Kurtzman, whose only prior directorial effort was the subdued People Like Us in 2012 makes an admirable transition to the realm of big budget adventure. With a clear eye for spectacle, The Mummy benefits from some fun, pulse-pounding sequences. It’s a shame that so much of the airplane crash is revealed in the trailer, because it’s really something to see. Less compelling are the scenes featuring the actual mummy. The script, written by no fewer than six people, is interested in making sure Ahmanet is transformed back into her beautiful, Sofia Boutella form as quickly as possible. Consequently, The Mummy features very little of what we think of as a mummy.
The final two acts of the film take place in London and involve connecting a ruby to a dagger. In London, we meet an elite unit of monster fighters, who are there primarily to place the film within the larger context of the Dark Universe. The team is run by Russell Crowe playing Dr. Henry Jekyll – yes, that Dr. Jekyll. Crowe is actually an inspired choice and his oscillations between the reserved Jekyll and the manic Hyde constitute the best acting in the film. His headquarters is littered with paraphernalia from films to come – the gill man’s webbed hand, a vampire skull, things like that.
While Jekyll’s laboratory is a fun diversion, sprinkled with Easter eggs, it also highlights the fault with the Dark Universe and a larger issue with cinematic universes – they are alienating. Crowe’s role as Jekyll is treated as something of a reveal, an OoOo moment if you will. And for a lot of the audience, who know the story, it may be a treat to see Jekyll and Hyde show up and give us a peak of this larger world. For someone less familiar, Jekyll feels like an odd diversion. It’s an issue of required knowledge. As these films build on one another, they become alienating places to enter. I understand studios desire to build in guaranteed viewership, you want to see how the story all fits together – but no one has been able to recreate the magic of the Marvel Cinematic Universe, and even that is starting to crumble under its own weight.
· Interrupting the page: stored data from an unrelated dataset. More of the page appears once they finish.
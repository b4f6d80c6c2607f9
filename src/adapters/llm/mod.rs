//! Language-model backends implementing the model-role ports.

pub mod anthropic;
pub mod scripted;

pub use anthropic::AnthropicBackend;
pub use scripted::ScriptedBackend;
//! `rehearse repair`: run one test and, if it fails, iterate on prompt fixes.

use std::path::{Path, PathBuf};
use std::process::ExitCode;

use anyhow::{Context, Result};
use clap::Args;
use console::style;
use serde::Serialize;

use crate::cli::context::{build_runner, ModelMode};
use crate::cli::output::{create_spinner, output, truncate, CommandOutput, TableFormatter};
use crate::domain::models::{
    select_tests, AgentDefinition, Config, Diagnosis, FixAttemptResult, FixSuggestion,
    GraphFormat, TestCase, TestStatus,
};
use crate::services::{RepairLoop, RepairRequest, TestExecution};

#[derive(Args, Debug)]
pub struct RepairArgs {
    /// Agent definition file (JSON or YAML)
    pub agent: PathBuf,

    /// Test case file (JSON or YAML list)
    pub suite: PathBuf,

    /// Id or name of the test to repair
    #[arg(short = 't', long = "test", value_name = "NAME")]
    pub test: String,

    /// Upper bound on fix attempts
    #[arg(long, value_parser = clap::value_parser!(u32).range(1..))]
    pub max_iterations: Option<u32>,

    /// Write the repaired agent here (format by extension)
    #[arg(short, long, value_name = "PATH")]
    pub output: Option<PathBuf>,

    /// Use the scripted backend instead of calling the model API
    #[arg(long)]
    pub dry_run: bool,
}

#[derive(Debug, Serialize)]
pub struct RepairReport {
    pub test_name: String,
    pub initial_status: TestStatus,
    #[serde(skip_serializing_if = "Option::is_none")]
    pub initial_error: Option<String>,
    #[serde(skip_serializing_if = "Option::is_none")]
    pub diagnosis: Option<Diagnosis>,
    #[serde(skip_serializing_if = "Option::is_none")]
    pub suggestion: Option<FixSuggestion>,
    pub attempts: Vec<FixAttemptResult>,
    pub repaired: bool,
    #[serde(skip_serializing_if = "Option::is_none")]
    pub written_to: Option<PathBuf>,
}

impl RepairReport {
    /// The test passes now, either from the start or after a fix.
    pub fn passing(&self) -> bool {
        self.initial_status == TestStatus::Pass || self.repaired
    }
}

impl CommandOutput for RepairReport {
    fn to_human(&self) -> String {
        let mut lines = Vec::new();
        match self.initial_status {
            TestStatus::Pass => {
                lines.push(format!(
                    "{} '{}' already passes; nothing to repair",
                    style("✓").green(),
                    self.test_name
                ));
                return lines.join("\n");
            }
            TestStatus::Fail => {}
            other => {
                lines.push(format!(
                    "{} '{}' ended with status {}; only failing tests can be repaired",
                    style("!").red(),
                    self.test_name,
                    other.as_str()
                ));
                if let Some(error) = &self.initial_error {
                    lines.push(format!("  {error}"));
                }
                return lines.join("\n");
            }
        }

        if let Some(diagnosis) = &self.diagnosis {
            lines.push(format!("Root cause: {}", diagnosis.root_cause));
            for location in &diagnosis.fault_locations {
                let node = location.node_id.as_deref().unwrap_or("-");
                lines.push(format!(
                    "  {} [{}] {}",
                    location.kind.as_str(),
                    node,
                    truncate(&location.quoted_text, 80)
                ));
            }
        }
        if let Some(suggestion) = &self.suggestion {
            lines.push(format!(
                "Suggested fix ({:.0}% confidence): {}",
                suggestion.confidence * 100.0,
                suggestion.summary
            ));
        }
        if !self.attempts.is_empty() {
            lines.push(TableFormatter::new().format_attempts(&self.attempts));
        }

        if self.repaired {
            lines.push(format!(
                "{} repaired after {} attempt(s)",
                style("✓").green(),
                self.attempts.len()
            ));
            if let Some(path) = &self.written_to {
                lines.push(format!("Repaired agent written to {}", path.display()));
            }
        } else {
            lines.push(format!(
                "{} not repaired after {} attempt(s)",
                style("✗").red(),
                self.attempts.len()
            ));
        }
        lines.join("\n")
    }

    fn to_json(&self) -> serde_json::Value {
        serde_json::to_value(self).unwrap_or_default()
    }
}

/// Run one test and, if it fails, repair it. Exits 1 unless the test passed
/// or a repaired graph passed its retest.
pub async fn execute(args: RepairArgs, json_mode: bool, config: Config) -> Result<ExitCode> {
    let agent = AgentDefinition::load(&args.agent)
        .with_context(|| format!("Failed to load agent from {}", args.agent.display()))?;
    let suite = TestCase::load_many(&args.suite)
        .with_context(|| format!("Failed to load tests from {}", args.suite.display()))?;
    let test_case = select_tests(suite, std::slice::from_ref(&args.test))?
        .into_iter()
        .next()
        .with_context(|| format!("No test named '{}'", args.test))?;

    let mode = if args.dry_run {
        ModelMode::DryRun
    } else {
        ModelMode::Live
    };
    let runner = build_runner(&config, mode)?;
    let options = config.run_options();

    let spinner = (!json_mode).then(create_spinner);
    if let Some(spinner) = &spinner {
        spinner.set_message(format!("running '{}'", test_case.name));
    }
    let execution = TestExecution::new(&agent.graph, &test_case, &options)
        .with_global_metrics(&agent.global_metrics);
    let initial = runner.execute(execution).await;

    let mut report = RepairReport {
        test_name: test_case.name.clone(),
        initial_status: initial.status,
        initial_error: initial.error_message.clone(),
        diagnosis: None,
        suggestion: None,
        attempts: Vec::new(),
        repaired: false,
        written_to: None,
    };

    if initial.status == TestStatus::Fail {
        if let Some(spinner) = &spinner {
            spinner.set_message(format!("repairing '{}'", test_case.name));
        }
        let request = RepairRequest {
            agent: &agent,
            test_case: &test_case,
            failed: &initial,
            options: &options,
            max_iterations: args.max_iterations.unwrap_or(config.repair.max_iterations),
        };
        let outcome = RepairLoop::new(runner)
            .run(&request)
            .await
            .context("Repair loop failed")?;

        if let (Some(graph), Some(path)) = (&outcome.final_graph, &args.output) {
            let repaired = AgentDefinition {
                graph: graph.clone(),
                ..agent.clone()
            };
            write_agent(&repaired, path)?;
            report.written_to = Some(path.clone());
        }
        report.diagnosis = Some(outcome.diagnosis);
        report.suggestion = Some(outcome.suggestion);
        report.attempts = outcome.attempts;
        report.repaired = outcome.succeeded;
    }

    if let Some(spinner) = spinner {
        spinner.finish_and_clear();
    }
    output(&report, json_mode);

    Ok(if report.passing() {
        ExitCode::SUCCESS
    } else {
        ExitCode::FAILURE
    })
}

/// Serialize an agent in the format implied by the file extension.
fn write_agent(agent: &AgentDefinition, path: &Path) -> Result<()> {
    let content = match GraphFormat::from_path(path) {
        GraphFormat::Json => serde_json::to_string_pretty(agent)?,
        GraphFormat::Yaml => serde_yaml::to_string(agent)?,
    };
    std::fs::write(path, content)
        .with_context(|| format!("Failed to write repaired agent to {}", path.display()))
}
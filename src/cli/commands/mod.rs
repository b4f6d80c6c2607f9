//! CLI command implementations.

pub mod repair;
pub mod run;
pub mod runs;
pub mod serve;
If you want to see the next Marvel tentpole movie, you need to watch at least 15 movies and maybe a couple TV shows. At a certain point, why bother?
I don’t want to be too cynical about the Dark Universe too early. In some respects, these characters were the first ones to inhabit a shared universe. Think about Frankenstein Meets the Wolfman, or House of Dracula or even Monster Squad. What’s not yet clear is whether these films are meant to be action franchise or horror franchise. Despite its horror roots, The Mummy follows much in the steps of the 1999 reboot and becomes a full-fledged adventure film. Not every Universal property translates as well to this larger scale. Movie monsters have always been creatures best left in the shadows, and designing a big budget universe around them feels odd. Even The Mummy could have used a few fewer punches and a few more screams.
Verdict: 2 out of 5
The Mummy reboot isn’t exactly dead on arrival, but it also doesn’t breathe new life into the franchise. It feels more like a film designed by movie executives to launch a franchise than a film lead by creatives. The result is a film that feels constructed of focus grouped moments and designated plot points that might pay off later. It’s not without its moments, and despite being miscast, Cruise is still charismatic and fun to watch. Maybe the Dark Universe will become the hit that Universal wants and The Mummy will become the first step of a more satisfying journey, but right now, when it’s standing on its own, it doesn’t quite measure up.